1. When ${\displaystyle n=1}$, ${\displaystyle 1^{3}=1={\tfrac {1}{4}}(1)^{2}((1)+1)^{2}={\tfrac {1}{4}}(4)=1}$, so it is true for ${\displaystyle n=1}$
2. Suppose that the statement is true for ${\displaystyle k,k\in \mathbb {N} }$. That is, suppose that ${\displaystyle 1^{3}+2^{3}+3^{3}+4^{3}+\cdots +k^{3}={\tfrac {1}{4}}k^{2}(k+1)^{2}}$. This is sometimes called the induction hypothesis.

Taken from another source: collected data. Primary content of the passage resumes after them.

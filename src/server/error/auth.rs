use axum::{
    http::StatusCode,
    response::{IntoResponse, Response},
    Json,
};
use thiserror::Error;

use crate::model::{account::Role, api::ErrorDto};

#[derive(Error, Debug)]
pub enum AuthError {
    #[error("Authentication token not provided")]
    MissingToken,
    #[error("Invalid or expired authentication token: {reason}")]
    InvalidToken { reason: String },
    #[error("Request reached a guarded route without an authenticated identity")]
    NotAuthenticated,
    #[error("No role could be resolved for {email:?}")]
    RoleNotResolved { email: String },
    #[error("Role {role} is not permitted for this route")]
    RoleNotAllowed { role: Role },
}

impl IntoResponse for AuthError {
    fn into_response(self) -> Response {
        match self {
            Self::MissingToken => (
                StatusCode::UNAUTHORIZED,
                Json(ErrorDto::new("Authentication token not provided")),
            )
                .into_response(),
            Self::InvalidToken { reason } => {
                tracing::debug!(reason = %reason, "rejected bearer token");

                (
                    StatusCode::UNAUTHORIZED,
                    Json(ErrorDto::with_details(
                        "Invalid or expired authentication token",
                        reason,
                    )),
                )
                    .into_response()
            }
            Self::NotAuthenticated => (
                StatusCode::UNAUTHORIZED,
                Json(ErrorDto::new("Not authenticated")),
            )
                .into_response(),
            Self::RoleNotResolved { email } => {
                tracing::debug!(email = %email, "caller has no resolvable role");

                (
                    StatusCode::FORBIDDEN,
                    Json(ErrorDto::new("Access denied: no role assigned")),
                )
                    .into_response()
            }
            Self::RoleNotAllowed { role } => {
                tracing::debug!(role = %role, "caller role rejected by guard");

                (
                    StatusCode::FORBIDDEN,
                    Json(ErrorDto::new("Access denied: insufficient role")),
                )
                    .into_response()
            }
        }
    }
}
//! Tests for the application endpoints: student-gated submission, the
//! review state transition, and the per-student and per-company
//! listings.

use axum::http::StatusCode;
use practika_test_utils::fixtures::{account, idp, internship};
use practika_test_utils::token::TokenClaims;
use practika_test_utils::{TestBuilder, TestError};
use serde_json::json;

use crate::setup::{app, body_json, request, send};

/// Expect a student to submit an application that starts out PENDENTE.
#[tokio::test]
async fn student_submits_application() -> Result<(), TestError> {
    let mut test = TestBuilder::new().with_tables().build().await?;
    let _jwks = idp::mock_jwks_endpoint(&mut test.server, &test.signing_key);
    let company = account::insert_company(&test.db, "Sonae Tech", "geral@sonae.example", true)
        .await?;
    let student = account::insert_student(&test.db, "João Silva", "joao@example.com").await?;
    let offer = internship::insert_offer(&test.db, "Desenvolvedor Frontend", company.id).await?;
    let app = app(&test);

    let claims = TokenClaims::for_subject("uid-1", "joao@example.com").with_role("Student");
    let token = test.signing_key.issue(&claims).unwrap();

    let response = send(
        &app,
        request(
            "POST",
            "/api/applications",
            Some(&token),
            Some(json!({"student": student.id, "offer": offer.id})),
        ),
    )
    .await;

    assert_eq!(response.status(), StatusCode::CREATED);
    let body = body_json(response).await;
    assert_eq!(body["state"], "PENDENTE");
    assert_eq!(body["student"], student.id);
    assert_eq!(body["offer"], offer.id);

    Ok(())
}

/// Expect submission to be open to students only.
#[tokio::test]
async fn submission_is_student_gated() -> Result<(), TestError> {
    let mut test = TestBuilder::new().with_tables().build().await?;
    let _jwks = idp::mock_jwks_endpoint(&mut test.server, &test.signing_key);
    let app = app(&test);

    let payload = json!({"student": 1, "offer": 1});

    let anonymous = send(
        &app,
        request("POST", "/api/applications", None, Some(payload.clone())),
    )
    .await;
    assert_eq!(anonymous.status(), StatusCode::UNAUTHORIZED);

    let claims = TokenClaims::for_subject("uid-1", "geral@sonae.example").with_role("Company");
    let token = test.signing_key.issue(&claims).unwrap();

    let company = send(
        &app,
        request("POST", "/api/applications", Some(&token), Some(payload)),
    )
    .await;
    assert_eq!(company.status(), StatusCode::FORBIDDEN);

    Ok(())
}

/// Expect missing references to be listed in a single validation error.
#[tokio::test]
async fn submission_requires_student_and_offer() -> Result<(), TestError> {
    let mut test = TestBuilder::new().with_tables().build().await?;
    let _jwks = idp::mock_jwks_endpoint(&mut test.server, &test.signing_key);
    let app = app(&test);

    let claims = TokenClaims::for_subject("uid-1", "joao@example.com").with_role("Student");
    let token = test.signing_key.issue(&claims).unwrap();

    let response = send(
        &app,
        request("POST", "/api/applications", Some(&token), Some(json!({}))),
    )
    .await;

    assert_eq!(response.status(), StatusCode::BAD_REQUEST);
    let body = body_json(response).await;
    assert_eq!(body["error"], "Missing required fields: student, offer");

    Ok(())
}

mod set_state_tests {
    use super::*;

    /// Expect a company to accept an application and a coordinator to
    /// later overturn it.
    #[tokio::test]
    async fn company_and_coordinator_review_application() -> Result<(), TestError> {
        let mut test = TestBuilder::new().with_tables().build().await?;
        let _jwks = idp::mock_jwks_endpoint(&mut test.server, &test.signing_key);
        let application = internship::insert_application(&test.db, "PENDENTE", 1, 1).await?;
        let app = app(&test);

        let uri = format!("/api/applications/{}/state", application.id);

        let claims = TokenClaims::for_subject("uid-1", "geral@sonae.example").with_role("Company");
        let token = test.signing_key.issue(&claims).unwrap();

        let accepted = send(
            &app,
            request("PATCH", &uri, Some(&token), Some(json!({"state": "ACEITE"}))),
        )
        .await;

        assert_eq!(accepted.status(), StatusCode::OK);
        let body = body_json(accepted).await;
        assert_eq!(body["state"], "ACEITE");

        let claims =
            TokenClaims::for_subject("uid-2", "carlos@example.com").with_role("Coordinator");
        let token = test.signing_key.issue(&claims).unwrap();

        let overturned = send(
            &app,
            request("PATCH", &uri, Some(&token), Some(json!({"state": "RECUSADO"}))),
        )
        .await;

        assert_eq!(overturned.status(), StatusCode::OK);
        let body = body_json(overturned).await;
        assert_eq!(body["state"], "RECUSADO");

        Ok(())
    }

    /// Expect students to be turned away from the review endpoint.
    #[tokio::test]
    async fn student_cannot_review() -> Result<(), TestError> {
        let mut test = TestBuilder::new().with_tables().build().await?;
        let _jwks = idp::mock_jwks_endpoint(&mut test.server, &test.signing_key);
        let application = internship::insert_application(&test.db, "PENDENTE", 1, 1).await?;
        let app = app(&test);

        let claims = TokenClaims::for_subject("uid-1", "joao@example.com").with_role("Student");
        let token = test.signing_key.issue(&claims).unwrap();

        let uri = format!("/api/applications/{}/state", application.id);
        let response = send(
            &app,
            request("PATCH", &uri, Some(&token), Some(json!({"state": "ACEITE"}))),
        )
        .await;

        assert_eq!(response.status(), StatusCode::FORBIDDEN);
        let body = body_json(response).await;
        assert_eq!(body["error"], "Access denied: insufficient role");

        Ok(())
    }

    /// Expect an unknown state value to be rejected naming the accepted
    /// ones.
    #[tokio::test]
    async fn rejects_unknown_state_value() -> Result<(), TestError> {
        let mut test = TestBuilder::new().with_tables().build().await?;
        let _jwks = idp::mock_jwks_endpoint(&mut test.server, &test.signing_key);
        let application = internship::insert_application(&test.db, "PENDENTE", 1, 1).await?;
        let app = app(&test);

        let claims = TokenClaims::for_subject("uid-1", "geral@sonae.example").with_role("Company");
        let token = test.signing_key.issue(&claims).unwrap();

        let uri = format!("/api/applications/{}/state", application.id);
        let response = send(
            &app,
            request("PATCH", &uri, Some(&token), Some(json!({"state": "ACCEPTED"}))),
        )
        .await;

        assert_eq!(response.status(), StatusCode::BAD_REQUEST);
        let body = body_json(response).await;
        assert_eq!(
            body["error"],
            "Invalid application state \"ACCEPTED\", expected one of PENDENTE, ACEITE, RECUSADO"
        );

        Ok(())
    }
}

/// Expect the per-student listing to require a token and to filter by
/// the student, embedding the offer with its company.
#[tokio::test]
async fn student_listing_filters_and_embeds() -> Result<(), TestError> {
    let mut test = TestBuilder::new().with_tables().build().await?;
    let _jwks = idp::mock_jwks_endpoint(&mut test.server, &test.signing_key);
    let company = account::insert_company(&test.db, "Sonae Tech", "geral@sonae.example", true)
        .await?;
    let ana = account::insert_student(&test.db, "Ana Costa", "ana@example.com").await?;
    let joao = account::insert_student(&test.db, "João Silva", "joao@example.com").await?;
    let offer = internship::insert_offer(&test.db, "Desenvolvedor Frontend", company.id).await?;
    internship::insert_application(&test.db, "PENDENTE", ana.id, offer.id).await?;
    internship::insert_application(&test.db, "ACEITE", joao.id, offer.id).await?;
    let app = app(&test);

    let uri = format!("/api/applications/student/{}", ana.id);

    let anonymous = send(&app, request("GET", &uri, None, None)).await;
    assert_eq!(anonymous.status(), StatusCode::UNAUTHORIZED);

    let claims = TokenClaims::for_subject("uid-1", "ana@example.com").with_role("Student");
    let token = test.signing_key.issue(&claims).unwrap();

    let response = send(&app, request("GET", &uri, Some(&token), None)).await;

    assert_eq!(response.status(), StatusCode::OK);
    let body = body_json(response).await;
    let applications = body.as_array().unwrap();
    assert_eq!(applications.len(), 1);
    assert_eq!(applications[0]["student"]["name"], "Ana Costa");
    assert_eq!(applications[0]["offer"]["company"]["name"], "Sonae Tech");

    Ok(())
}

/// Expect the per-company listing to cover every offer the company
/// published and nothing else.
#[tokio::test]
async fn company_listing_spans_its_offers() -> Result<(), TestError> {
    let mut test = TestBuilder::new().with_tables().build().await?;
    let _jwks = idp::mock_jwks_endpoint(&mut test.server, &test.signing_key);
    let sonae = account::insert_company(&test.db, "Sonae Tech", "geral@sonae.example", true)
        .await?;
    let futura = account::insert_company(&test.db, "Futura Labs", "ola@futura.example", true)
        .await?;
    let student = account::insert_student(&test.db, "João Silva", "joao@example.com").await?;
    let frontend = internship::insert_offer(&test.db, "Desenvolvedor Frontend", sonae.id).await?;
    let backend = internship::insert_offer(&test.db, "Backend Node.js", sonae.id).await?;
    let other = internship::insert_offer(&test.db, "Data Engineer", futura.id).await?;
    internship::insert_application(&test.db, "PENDENTE", student.id, frontend.id).await?;
    internship::insert_application(&test.db, "PENDENTE", student.id, backend.id).await?;
    internship::insert_application(&test.db, "PENDENTE", student.id, other.id).await?;
    let app = app(&test);

    let claims = TokenClaims::for_subject("uid-1", "geral@sonae.example").with_role("Company");
    let token = test.signing_key.issue(&claims).unwrap();

    let uri = format!("/api/applications/company/{}", sonae.id);
    let response = send(&app, request("GET", &uri, Some(&token), None)).await;

    assert_eq!(response.status(), StatusCode::OK);
    let body = body_json(response).await;
    assert_eq!(body.as_array().unwrap().len(), 2);

    Ok(())
}

/// Expect any authenticated caller to delete an application.
#[tokio::test]
async fn authenticated_caller_deletes_application() -> Result<(), TestError> {
    let mut test = TestBuilder::new().with_tables().build().await?;
    let _jwks = idp::mock_jwks_endpoint(&mut test.server, &test.signing_key);
    let application = internship::insert_application(&test.db, "PENDENTE", 1, 1).await?;
    let app = app(&test);

    let claims = TokenClaims::for_subject("uid-1", "joao@example.com").with_role("Student");
    let token = test.signing_key.issue(&claims).unwrap();

    let uri = format!("/api/applications/{}", application.id);
    let response = send(&app, request("DELETE", &uri, Some(&token), None)).await;

    assert_eq!(response.status(), StatusCode::OK);
    let body = body_json(response).await;
    assert_eq!(body["message"], "Application deleted successfully");

    let listing = send(&app, request("GET", "/api/applications", None, None)).await;
    let listing = body_json(listing).await;
    assert_eq!(listing.as_array().unwrap().len(), 0);

    Ok(())
}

3. Then prove the statement for ${\displaystyle n=k+1}$ (that is, prove that ${\displaystyle 1^{3}+2^{3}+3^{3}+\cdots +(k+1)^{3}={\tfrac {1}{4}}(k+1)^{2}(k+2)^{2}}$:

   ${\displaystyle {\begin{aligned}{\mbox{LHS}}&=1^{3}+2^{3}+3^{3}+4+3+\cdots +k^{3}+(k+1)^{3}\\&={\tfrac {1}{4}}k^{2}(k+1)^{2}+(k+1)^{3}&{\mbox{ (by the induction hypothesis)}}\\&={\tfrac {1}{4}}(k+1)^{2}(k^{2}+4(k+1))\\&={\tfrac {1}{4}}(k+1)^{2}(k^{2}+4k+4)\\&={\tfrac {1}{4}}(k+1)^{2}(k+2)^{2}\\&={\mbox{RHS}}\end{aligned}}}$

4. It follows from parts 1 and 2 by mathematical induction that the statement is true for all positive integers ${\displaystyle n}$.